Spokespeople for Thor and The Wing did not respond to requests for comment.

The Wing signed a 10-year lease for 12,252 square feet on the 11th floor of Thor’s 16-story office building between Fifth Avenue and Avenues of the Americas last year for its fourth location, as Commercial Observer previously reported. Asking rent was $65 per square foot.

However, The Wing — which has pulled in more than $100 million since its inception in 2016 — has been reeling since the coronavirus pandemic forced most workers to ditch offices and stay home.

In April, The Wing laid off the majority of its hourly workers and half of its corporate workforce because of the pandemic and let go of another 56 workers this month, as CO previously reported.

The company also came under fire over the conditions of its staff at its locations — with some complaining of low pay, long hours and poor treatment — and mistreatment of people of color, the New York Times reported.
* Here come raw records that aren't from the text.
use serde::Serialize;
use warp::{http::StatusCode, reject::Rejection, reply::Response};

use crate::{
    actions::{
        authenticate_user, get_user_by_id, register_user, update_user, Attribute,
        AttributeRepository, RecipeRepository,
    },
    error::Error,
    form::{AttributeForm, AttributeQuery, LoginForm, RecipeForm, RecipeQuery, UserForm},
    jwt::SessionData,
    schema::{UserProfile, Uuid},
};

use super::{
    reply::{json, no_content},
    AppState,
};

pub(super) async fn create_user(form: UserForm, state: AppState) -> Result<Response, Rejection> {
    let user = form.validate_new()?;
    let mut conn = state.acquire().await?;
    let user = register_user(&mut conn, user).await?;

    Ok(json(&UserProfile::from(user), StatusCode::CREATED))
}

pub(super) async fn create_token(form: LoginForm, state: AppState) -> Result<Response, Rejection> {
    let (email, password) = form.validate()?;
    let mut conn = state.acquire().await?;
    let user = authenticate_user(&mut conn, &email, &password).await?;
    let token = state.keys.generate_jwt_session(&user)?;

    Ok(json(&serde_json::json!({ "token": token }), StatusCode::OK))
}

pub(super) async fn get_me(session: SessionData, state: AppState) -> Result<Response, Rejection> {
    let mut conn = state.acquire().await?;
    let user = get_user_by_id(&mut conn, session.user_id)
        .await?
        .ok_or_else(|| Error::not_found("user"))?;

    Ok(json(&UserProfile::from(user), StatusCode::OK))
}

pub(super) async fn update_me(
    session: SessionData,
    form: UserForm,
    partial: bool,
    state: AppState,
) -> Result<Response, Rejection> {
    let changes = form.validate_changes(partial)?;
    let mut conn = state.acquire().await?;
    let user = update_user(&mut conn, session.user_id, changes).await?;

    Ok(json(&UserProfile::from(user), StatusCode::OK))
}

pub(super) async fn list_attributes<T: Attribute + Serialize>(
    session: SessionData,
    query: AttributeQuery,
    state: AppState,
) -> Result<Response, Rejection> {
    let assigned_only = query.assigned_only()?;
    let mut conn = state.acquire().await?;
    let rows = AttributeRepository::<T>::new(&mut conn)
        .list(session.user_id, assigned_only)
        .await?;

    Ok(json(&rows, StatusCode::OK))
}

pub(super) async fn create_attribute<T: Attribute + Serialize>(
    session: SessionData,
    form: AttributeForm,
    state: AppState,
) -> Result<Response, Rejection> {
    let name = form.validate_new()?;
    let mut conn = state.acquire().await?;
    let row = AttributeRepository::<T>::new(&mut conn)
        .create(session.user_id, &name)
        .await?;

    Ok(json(&row, StatusCode::CREATED))
}

pub(super) async fn get_attribute<T: Attribute + Serialize>(
    id: Uuid,
    session: SessionData,
    state: AppState,
) -> Result<Response, Rejection> {
    let mut conn = state.acquire().await?;
    let row = AttributeRepository::<T>::new(&mut conn)
        .get(session.user_id, id)
        .await?;

    Ok(json(&row, StatusCode::OK))
}

pub(super) async fn update_attribute<T: Attribute + Serialize>(
    id: Uuid,
    session: SessionData,
    form: AttributeForm,
    partial: bool,
    state: AppState,
) -> Result<Response, Rejection> {
    let changes = form.validate_changes(partial)?;
    let mut conn = state.acquire().await?;
    let row = AttributeRepository::<T>::new(&mut conn)
        .update(session.user_id, id, changes)
        .await?;

    Ok(json(&row, StatusCode::OK))
}

pub(super) async fn delete_attribute<T: Attribute>(
    id: Uuid,
    session: SessionData,
    state: AppState,
) -> Result<Response, Rejection> {
    let mut conn = state.acquire().await?;
    AttributeRepository::<T>::new(&mut conn)
        .delete(session.user_id, id)
        .await?;

    Ok(no_content())
}

pub(super) async fn list_recipes(
    session: SessionData,
    query: RecipeQuery,
    state: AppState,
) -> Result<Response, Rejection> {
    let filter = query.filter()?;
    let mut conn = state.acquire().await?;
    let recipes = RecipeRepository::new(&mut conn)
        .list(session.user_id, &filter)
        .await?;

    Ok(json(&recipes, StatusCode::OK))
}

pub(super) async fn create_recipe(
    session: SessionData,
    form: RecipeForm,
    state: AppState,
) -> Result<Response, Rejection> {
    let recipe = form.validate_new()?;
    let mut conn = state.acquire().await?;
    let recipe = RecipeRepository::new(&mut conn)
        .create(session.user_id, recipe)
        .await?;

    Ok(json(&recipe, StatusCode::CREATED))
}

pub(super) async fn get_recipe(
    id: Uuid,
    session: SessionData,
    state: AppState,
) -> Result<Response, Rejection> {
    let mut conn = state.acquire().await?;
    let recipe = RecipeRepository::new(&mut conn)
        .get(session.user_id, id)
        .await?;

    Ok(json(&recipe, StatusCode::OK))
}

pub(super) async fn update_recipe(
    id: Uuid,
    session: SessionData,
    form: RecipeForm,
    partial: bool,
    state: AppState,
) -> Result<Response, Rejection> {
    let changes = form.validate_changes(partial)?;
    let mut conn = state.acquire().await?;
    let recipe = RecipeRepository::new(&mut conn)
        .update(session.user_id, id, changes)
        .await?;

    Ok(json(&recipe, StatusCode::OK))
}

pub(super) async fn delete_recipe(
    id: Uuid,
    session: SessionData,
    state: AppState,
) -> Result<Response, Rejection> {
    let mut conn = state.acquire().await?;
    RecipeRepository::new(&mut conn)
        .delete(session.user_id, id)
        .await?;

    Ok(no_content())
}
In June, co-founder Audrey Gelman resigned as CEO and was replaced by an “Office of the CEO” that includes co-founder Lauren Kassan, Senior Vice President of Marketing and Communications Celestine Maddy and Senior Vice President of Operations Ashley Peterson.

Despite Gelman stepping down from her post, some members have still demanded more change from the company over its mistreatment of black staffers and members. 

A group of 41 former and current members sent a letter last week calling for Gelman to leave the board of directors, for Kassan to resign as CEO, and for a complete change in The Wing’s company culture, Fortune reported.

The Wing’s suit is the latest in a string that landlords have filed against commercial and retail tenants for not paying rent during the pandemic.

Last month, the owner of a NoMad building sued flexible workspace provider Knotel for skipping $169,040 in rent at 25 West 26th Street.